PROVIDED MATERIAL Block Start

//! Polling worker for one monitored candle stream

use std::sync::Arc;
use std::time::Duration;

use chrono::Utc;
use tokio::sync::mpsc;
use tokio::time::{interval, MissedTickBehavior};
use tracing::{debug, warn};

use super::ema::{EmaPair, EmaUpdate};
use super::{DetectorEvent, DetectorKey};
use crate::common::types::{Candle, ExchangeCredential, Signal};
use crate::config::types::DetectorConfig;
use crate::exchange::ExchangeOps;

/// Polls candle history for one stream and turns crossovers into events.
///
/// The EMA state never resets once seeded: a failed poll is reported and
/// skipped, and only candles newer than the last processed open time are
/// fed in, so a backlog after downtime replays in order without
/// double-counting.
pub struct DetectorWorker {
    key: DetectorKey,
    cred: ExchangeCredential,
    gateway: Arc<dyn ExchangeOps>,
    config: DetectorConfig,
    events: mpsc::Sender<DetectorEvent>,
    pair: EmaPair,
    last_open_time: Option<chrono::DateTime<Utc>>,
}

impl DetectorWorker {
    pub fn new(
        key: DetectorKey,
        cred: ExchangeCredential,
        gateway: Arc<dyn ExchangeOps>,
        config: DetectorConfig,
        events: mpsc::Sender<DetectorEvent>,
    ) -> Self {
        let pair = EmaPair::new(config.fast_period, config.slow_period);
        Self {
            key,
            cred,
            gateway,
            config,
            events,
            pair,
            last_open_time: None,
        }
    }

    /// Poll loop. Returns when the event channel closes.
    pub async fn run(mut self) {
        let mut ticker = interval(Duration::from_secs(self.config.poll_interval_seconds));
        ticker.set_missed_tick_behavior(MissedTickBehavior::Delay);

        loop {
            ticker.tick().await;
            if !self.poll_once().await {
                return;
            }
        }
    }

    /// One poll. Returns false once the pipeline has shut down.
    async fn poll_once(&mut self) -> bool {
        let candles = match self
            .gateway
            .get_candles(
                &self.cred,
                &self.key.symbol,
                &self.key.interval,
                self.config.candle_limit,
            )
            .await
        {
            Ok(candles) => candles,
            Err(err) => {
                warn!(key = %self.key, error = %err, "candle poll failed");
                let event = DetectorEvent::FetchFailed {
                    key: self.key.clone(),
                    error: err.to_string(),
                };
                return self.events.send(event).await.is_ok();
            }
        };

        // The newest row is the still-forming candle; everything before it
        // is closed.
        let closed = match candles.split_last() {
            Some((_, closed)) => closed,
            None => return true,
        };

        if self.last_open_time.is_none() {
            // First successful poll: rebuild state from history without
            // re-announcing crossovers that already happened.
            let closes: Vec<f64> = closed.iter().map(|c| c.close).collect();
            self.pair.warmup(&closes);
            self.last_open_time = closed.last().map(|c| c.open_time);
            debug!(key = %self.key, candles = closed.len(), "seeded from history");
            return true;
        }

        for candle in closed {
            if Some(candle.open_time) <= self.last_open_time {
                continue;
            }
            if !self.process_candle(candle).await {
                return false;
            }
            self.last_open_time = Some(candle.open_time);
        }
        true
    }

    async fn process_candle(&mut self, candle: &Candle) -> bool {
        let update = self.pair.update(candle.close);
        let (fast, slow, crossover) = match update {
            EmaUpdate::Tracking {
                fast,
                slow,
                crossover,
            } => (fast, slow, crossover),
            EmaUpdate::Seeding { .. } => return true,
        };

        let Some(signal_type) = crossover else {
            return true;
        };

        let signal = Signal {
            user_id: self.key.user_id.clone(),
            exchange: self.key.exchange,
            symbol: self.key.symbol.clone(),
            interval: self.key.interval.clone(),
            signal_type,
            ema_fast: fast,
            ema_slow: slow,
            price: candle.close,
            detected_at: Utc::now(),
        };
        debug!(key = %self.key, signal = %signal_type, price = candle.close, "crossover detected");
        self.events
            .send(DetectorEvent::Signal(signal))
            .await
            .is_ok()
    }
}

PROVIDED MATERIAL Block End

** EXERCISE OBJECTIVE **
Would you write down every record again, exactly?

** SOLUTION TO THE PROBLEM **
//! Polling worker for one monitored candle stream

use std::sync::Arc;
use std::time::Duration;

use chrono::Utc;
use tokio::sync::mpsc;
use tokio::time::{interval, MissedTickBehavior};
use tracing::{debug, warn};

use super::ema::{EmaPair, EmaUpdate};
use super::{DetectorEvent, DetectorKey};
use crate::common::types::{Candle, ExchangeCredential, Signal};
use crate::config::types::DetectorConfig;
use crate::exchange::ExchangeOps;

/// Polls candle history for one stream and turns crossovers into events.
///
/// The EMA state never resets once seeded: a failed poll is reported and
/// skipped, and only candles newer than the last processed open time are
/// fed in, so a backlog after downtime replays in order without
/// double-counting.
pub struct DetectorWorker {
    key: DetectorKey,
    cred: ExchangeCredential,
    gateway: Arc<dyn ExchangeOps>,
    config: DetectorConfig,
    events: mpsc::Sender<DetectorEvent>,
    pair: EmaPair,
    last_open_time: Option<chrono::DateTime<Utc>>,
}

impl DetectorWorker {
    pub fn new(
        key: DetectorKey,
        cred: ExchangeCredential,
        gateway: Arc<dyn ExchangeOps>,
        config: DetectorConfig,
        events: mpsc::Sender<DetectorEvent>,
    ) -> Self {
        let pair = EmaPair::new(config.fast_period, config.slow_period);
        Self {
            key,
            cred,
            gateway,
            config,
            events,
            pair,
            last_open_time: None,
        }
    }

    /// Poll loop. Returns when the event channel closes.
    pub async fn run(mut self) {
        let mut ticker = interval(Duration::from_secs(self.config.poll_interval_seconds));
        ticker.set_missed_tick_behavior(MissedTickBehavior::Delay);

        loop {
            ticker.tick().await;
            if !self.poll_once().await {
                return;
            }
        }
    }

    /// One poll. Returns false once the pipeline has shut down.
    async fn poll_once(&mut self) -> bool {
        let candles = match self
            .gateway
            .get_candles(
                &self.cred,
                &self.key.symbol,
                &self.key.interval,
                self.config.candle_limit,
            )
            .await
        {
            Ok(candles) => candles,
            Err(err) => {
                warn!(key = %self.key, error = %err, "candle poll failed");
                let event = DetectorEvent::FetchFailed {
                    key: self.key.clone(),
                    error: err.to_string(),
                };
                return self.events.send(event).await.is_ok();
            }
        };

        // The newest row is the still-forming candle; everything before it
        // is closed.
        let closed = match candles.split_last() {
            Some((_, closed)) => closed,
            None => return true,
        };

        if self.last_open_time.is_none() {
            // First successful poll: rebuild state from history without
            // re-announcing crossovers that already happened.
            let closes: Vec<f64> = closed.iter().map(|c| c.close).collect();
            self.pair.warmup(&closes);
            self.last_open_time = closed.last().map(|c| c.open_time);
            debug!(key = %self.key, candles = closed.len(), "seeded from history");
            return true;
        }

        for candle in closed {
            if Some(candle.open_time) <= self.last_open_time {
                continue;
            }
            if !self.process_candle(candle).await {
                return false;
            }
            self.last_open_time = Some(candle.open_time);
        }
        true
    }

    async fn process_candle(&mut self, candle: &Candle) -> bool {
        let update = self.pair.update(candle.close);
        let (fast, slow, crossover) = match update {
            EmaUpdate::Tracking {
                fast,
                slow,
                crossover,
            } => (fast, slow, crossover),
            EmaUpdate::Seeding { .. } => return true,
        };

        let Some(signal_type) = crossover else {
            return true;
        };

        let signal = Signal {
            user_id: self.key.user_id.clone(),
            exchange: self.key.exchange,
            symbol: self.key.symbol.clone(),
            interval: self.key.interval.clone(),
            signal_type,
            ema_fast: fast,
            ema_slow: slow,
            price: candle.close,
            detected_at: Utc::now(),
        };
        debug!(key = %self.key, signal = %signal_type, price = candle.close, "crossover detected");
        self.events
            .send(DetectorEvent::Signal(signal))
            .await
            .is_ok()
    }
}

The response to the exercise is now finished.